First, a confession: I watched this episode right after my own ED night shift. So I'm a little tired, a little strung out on caffeine. And I’m even less tolerant of histrionics, which is often this show’s calling card.

But I’ve got to say, this was Night Shift's best episode. It actually made me optimistic for the series, which just got renewed for a 14-episode block.

What worked? This was the first episode where it felt like the characters were driving the plot, instead of responding to extreme circumstances and wild coincidences. Pretty much everything that happened in this hour (aside from the extreme and coincidental bus accident at the beginning) was an outgrowth of choices the characters had made in the weeks before, or aspects of their personality we’ve come to know.

So, let’s get you up to speed on the major characters:

TC - an ED attending, with battlefield surgery experience from Afghanistan. Impulsive, with no respect for authority. Was fooling around with other ladies, but keeps pining for Jordan.

Jordan - Chief of the Night Shift, TC’s ex, has finally moved on and is now with the new trauma surgeon, played by Scott Wolf from Party of Five.


Drew - closeted EM resident, wants to be a Ranger. Hides his sexual orientation for fear it will hurt his Army ambitions. In love with Rick, who’s just returning from the front lines.


The episode begins with Rick calling Drew from a bus full of returning vets. At the same time, TC shows up at Jordan’s house the day after their big, ill-advised kiss. TC says he can’t stop thinking about her. Jordan seems torn.

Then, improbably, Rick’s bus gets in a violent accident - and many of the survivors are taken to where Drew works. Jordan and TC race to the ED.

In the parking lot, Drew is looking for Rick, while other ED staff start a pericardiocentesis in the parking lot (seriously - they couldn’t wait another 15 seconds to wheel the patient into the ED, where all the equipment and monitors are? and the docs just happened to be carrying a spinal needle? The medical consultants for this show must be very frustrated, or very absent).

Scott Wolf from Party of Five identifies some soldiers in need of trauma surgery, including Rick, whose right leg will need amputation. He goes to set up the OR, while TC and Drew take Rick to the ED for stabilization.

In a side plot, the female intern fends off flirtations from a young private with a shoulder injury. When he starts bleeding spontaneously, he gets diagnosed with ITP (and when the docs discuss the differential, it comes as close as this show’s ever come to a real medical conversation). The private gets steroids, improves improbably fast, but then decompensates and dies when it turns out his low platelets and skin rash were due to Leishmaniasis. It’s concluded the guy was doomed before he ever left Afghanistan (though I bet those steroids didn’t help). The female intern grieves.

But the main crux of the episode was Rick’s increasingly obvious need for a BKA and how all the characters respond. Rick desperately tries to hold on to the life he has, and refuses amputation.
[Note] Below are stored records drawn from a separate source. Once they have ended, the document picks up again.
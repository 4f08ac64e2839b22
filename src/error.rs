//! Error types for archetype_streamable

use crate::id::{AssetId, RequestId};
use thiserror::Error;

/// Main error type for registry operations
///
/// Every variant is recoverable. Nothing the registry detects is raised as a
/// panic, so callers racing teardown can always probe and release safely.
#[derive(Error, Debug, Clone, PartialEq, Eq)]
pub enum RegistryError {
    #[error("Invalid asset: {0}")]
    InvalidAsset(AssetId),

    #[error("Unknown request: {0}")]
    UnknownRequest(RequestId),

    #[error("Asset failed to load: {0}")]
    LoadFailed(AssetId),

    #[error("Request contains no assets")]
    EmptyRequest,

    #[error("Request covers {requested} assets, limit is {limit}")]
    TooManyAssets { requested: usize, limit: usize },

    #[error("Registry is not running")]
    NotRunning,
}

/// Result type alias for registry operations
pub type Result<T> = std::result::Result<T, RegistryError>;
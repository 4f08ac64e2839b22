//! Mock async spawner for testing
//!
//! Tasks can be dropped, run inline, or queued until the test drives them.

use super::{AsyncSpawner, BoxFuture};
use parking_lot::Mutex;
use std::collections::VecDeque;
use std::future::Future;
use std::sync::Arc;

/// Spawn behavior for MockSpawner
#[derive(Debug, Clone, Copy, PartialEq, Eq)]
pub enum MockSpawnBehavior {
    /// Drop tasks immediately (don't execute)
    Drop,
    /// Block on tasks synchronously using a simple executor
    BlockSync,
    /// Hold tasks until [`MockSpawner::run_pending`] is called
    Queue,
}

/// Mock async spawner for testing
#[derive(Clone)]
pub struct MockSpawner {
    behavior: MockSpawnBehavior,
    queue: Arc<Mutex<VecDeque<BoxFuture<'static, ()>>>>,
}

impl Default for MockSpawner {
    fn default() -> Self {
        Self::new()
    }
}

impl std::fmt::Debug for MockSpawner {
    fn fmt(&self, f: &mut std::fmt::Formatter<'_>) -> std::fmt::Result {
        f.debug_struct("MockSpawner")
            .field("behavior", &self.behavior)
            .field("queued", &self.pending_tasks())
            .finish()
    }
}

impl MockSpawner {
    /// Create a new mock spawner that drops tasks
    pub fn new() -> Self {
        Self::with_behavior(MockSpawnBehavior::Drop)
    }

    /// Create a mock spawner with specific behavior
    pub fn with_behavior(behavior: MockSpawnBehavior) -> Self {
        Self {
            behavior,
            queue: Arc::new(Mutex::new(VecDeque::new())),
        }
    }

    /// Create a mock spawner that runs tasks synchronously
    pub fn blocking() -> Self {
        Self::with_behavior(MockSpawnBehavior::BlockSync)
    }

    /// Create a mock spawner that queues tasks
    pub fn queued() -> Self {
        Self::with_behavior(MockSpawnBehavior::Queue)
    }

    pub fn behavior(&self) -> MockSpawnBehavior {
        self.behavior
    }

    /// Number of queued tasks not yet run
    pub fn pending_tasks(&self) -> usize {
        self.queue.lock().len()
    }

    /// Run queued tasks to completion, including any they spawn.
    ///
    /// Returns the number of tasks run.
    pub fn run_pending(&self) -> usize {
        let mut ran = 0;
        while self.run_next() {
            ran += 1;
        }
        ran
    }

    /// Run only the oldest queued task
    pub fn run_next(&self) -> bool {
        // The queue lock must not be held while the task runs
        let task = self.queue.lock().pop_front();
        match task {
            Some(task) => {
                futures::executor::block_on(task);
                true
            }
            None => false,
        }
    }
}

impl AsyncSpawner for MockSpawner {
    fn spawn<F>(&self, task: F)
    where
        F: Future<Output = ()> + Send + 'static,
    {
        match self.behavior {
            MockSpawnBehavior::Drop => drop(task),
            MockSpawnBehavior::BlockSync => futures::executor::block_on(task),
            MockSpawnBehavior::Queue => self.queue.lock().push_back(Box::pin(task)),
        }
    }

    fn runtime_name(&self) -> &'static str {
        "Mock"
    }
}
Drew tries to offer support but also hides his relationship with Rick in front of nearly everyone else.

And TC, the brilliant renegade doc, naturally tries to re-perfuse the leg, with a popliteal bypass in the ED. When the trauma surgeon hears about this, he’s outraged he was kept waiting in the OR. TC asserts his approach is more patient-centered, but Scott Wolf from Party of Five is not having it, and they two start throwing punches.


Jordan, the Chief of the Night Shift, is called in to mediate. For the first time in the whole series, the characters (especially TC) get a flicker of recognition about how childish they are. Someone says, “this wouldn’t be tolerated in any other emergency department in the country”and I cheered.
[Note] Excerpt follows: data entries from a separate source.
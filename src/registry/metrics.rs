use parking_lot::RwLock;
use std::collections::HashMap;
use std::sync::atomic::{AtomicU64, Ordering};
use std::sync::Arc;
use std::time::Duration;

use crate::id::AssetId;

/// Tracks request traffic and load activity for a registry
#[derive(Debug, Default)]
pub struct RegistryMetrics {
    load_times: RwLock<HashMap<AssetId, Duration>>,
    requests: AtomicU64,
    releases: AtomicU64,
    unknown_releases: AtomicU64,
    rejected_requests: AtomicU64,
    loads_started: AtomicU64,
    loads_completed: AtomicU64,
    loads_failed: AtomicU64,
    unloads: AtomicU64,
    immediate_hits: AtomicU64,
}

impl RegistryMetrics {
    /// Create a new instance of RegistryMetrics
    pub fn new() -> Self {
        Self::default()
    }

    pub(crate) fn record_request(&self) {
        self.requests.fetch_add(1, Ordering::Relaxed);
    }

    pub(crate) fn record_rejected_request(&self) {
        self.rejected_requests.fetch_add(1, Ordering::Relaxed);
    }

    pub(crate) fn record_release(&self) {
        self.releases.fetch_add(1, Ordering::Relaxed);
    }

    pub(crate) fn record_unknown_release(&self) {
        self.unknown_releases.fetch_add(1, Ordering::Relaxed);
    }

    pub(crate) fn record_load_started(&self) {
        self.loads_started.fetch_add(1, Ordering::Relaxed);
    }

    /// Record a successful load and how long it was in flight
    pub(crate) fn record_load_completed(&self, asset: &AssetId, duration: Option<Duration>) {
        self.loads_completed.fetch_add(1, Ordering::Relaxed);
        if let Some(duration) = duration {
            self.load_times.write().insert(asset.clone(), duration);
        }
    }

    pub(crate) fn record_load_failed(&self) {
        self.loads_failed.fetch_add(1, Ordering::Relaxed);
    }

    pub(crate) fn record_unload(&self) {
        self.unloads.fetch_add(1, Ordering::Relaxed);
    }

    /// A requested asset was already loaded and was served immediately
    pub(crate) fn record_immediate_hit(&self) {
        self.immediate_hits.fetch_add(1, Ordering::Relaxed);
    }

    /// Successful requests
    pub fn requests(&self) -> u64 {
        self.requests.load(Ordering::Relaxed)
    }

    /// Requests rejected with an error
    pub fn rejected_requests(&self) -> u64 {
        self.rejected_requests.load(Ordering::Relaxed)
    }

    /// Releases of known requests, including forced ones at shutdown
    pub fn releases(&self) -> u64 {
        self.releases.load(Ordering::Relaxed)
    }

    pub fn unknown_releases(&self) -> u64 {
        self.unknown_releases.load(Ordering::Relaxed)
    }

    pub fn loads_started(&self) -> u64 {
        self.loads_started.load(Ordering::Relaxed)
    }

    pub fn loads_completed(&self) -> u64 {
        self.loads_completed.load(Ordering::Relaxed)
    }

    pub fn loads_failed(&self) -> u64 {
        self.loads_failed.load(Ordering::Relaxed)
    }

    pub fn unloads(&self) -> u64 {
        self.unloads.load(Ordering::Relaxed)
    }

    pub fn immediate_hits(&self) -> u64 {
        self.immediate_hits.load(Ordering::Relaxed)
    }

    /// Share of requested assets that were already loaded, as a percentage
    pub fn hit_rate(&self) -> f32 {
        let hits = self.immediate_hits() as f32;
        let loads = self.loads_started() as f32;

        if hits + loads > 0.0 {
            hits / (hits + loads) * 100.0
        } else {
            0.0
        }
    }

    /// Time the most recent load of an asset spent in flight
    pub fn last_load_time(&self, asset: &AssetId) -> Option<Duration> {
        self.load_times.read().get(asset).copied()
    }

    /// Get all recorded load times
    pub fn all_load_times(&self) -> HashMap<AssetId, Duration> {
        self.load_times.read().clone()
    }
}

/// A thread-safe wrapper around RegistryMetrics
#[derive(Debug, Clone, Default)]
pub struct RegistryMetricsHandle(Arc<RegistryMetrics>);

impl RegistryMetricsHandle {
    /// Create a new metrics handle
    pub fn new() -> Self {
        Self(Arc::new(RegistryMetrics::new()))
    }

    /// Get a reference to the underlying metrics
    pub fn inner(&self) -> &RegistryMetrics {
        &self.0
    }
}

impl std::ops::Deref for RegistryMetricsHandle {
    type Target = RegistryMetrics;

    fn deref(&self) -> &Self::Target {
        &self.0
    }
}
Ultimately Rick goes to the OR for amputation. Drew finally proclaims his love and commitment to Rick in front of the platoon, outing himself but saving his relationship. Everyone seems to be making decisions that demonstrate character growth, while remaining true to what’s come before.

Of course, there’s a Mariachi band in the waiting room, and they play taps for the Leishmaniasis patient as he’s wheeled to the morgue - because the show has to stay true to itself, too. But I’m choosing to look at this episode as progress.

Fast Track Items

There was some plotting unrelated to the amputation storyline that thankfully stayed in the background:

  • The overnight administrator, who had been my favorite character so far, remained mostly on the sidelines while he worked on his online dating profile.
  • The psychiatrist is forced to deal with a frequent flyer who seems to have pseudocyesis. It turns out it’s an ovarian tumor that also causes psychosis. Ridiculous (but not impossible - see ). The subplot was redeemed by the recurring joke that Matt Damon was the father.
  • The male intern gets teased about how young he looks (the platoon calls him “Doogie”) but he eventually earns their respect by doing a lateral canthotomy in a hot tub. He had already earned my respect by picking up on Kussmaul breathing in a waiting room patient, and he actually lost points from me by doing the canthotomy without gloves. But he’s showing progress, too.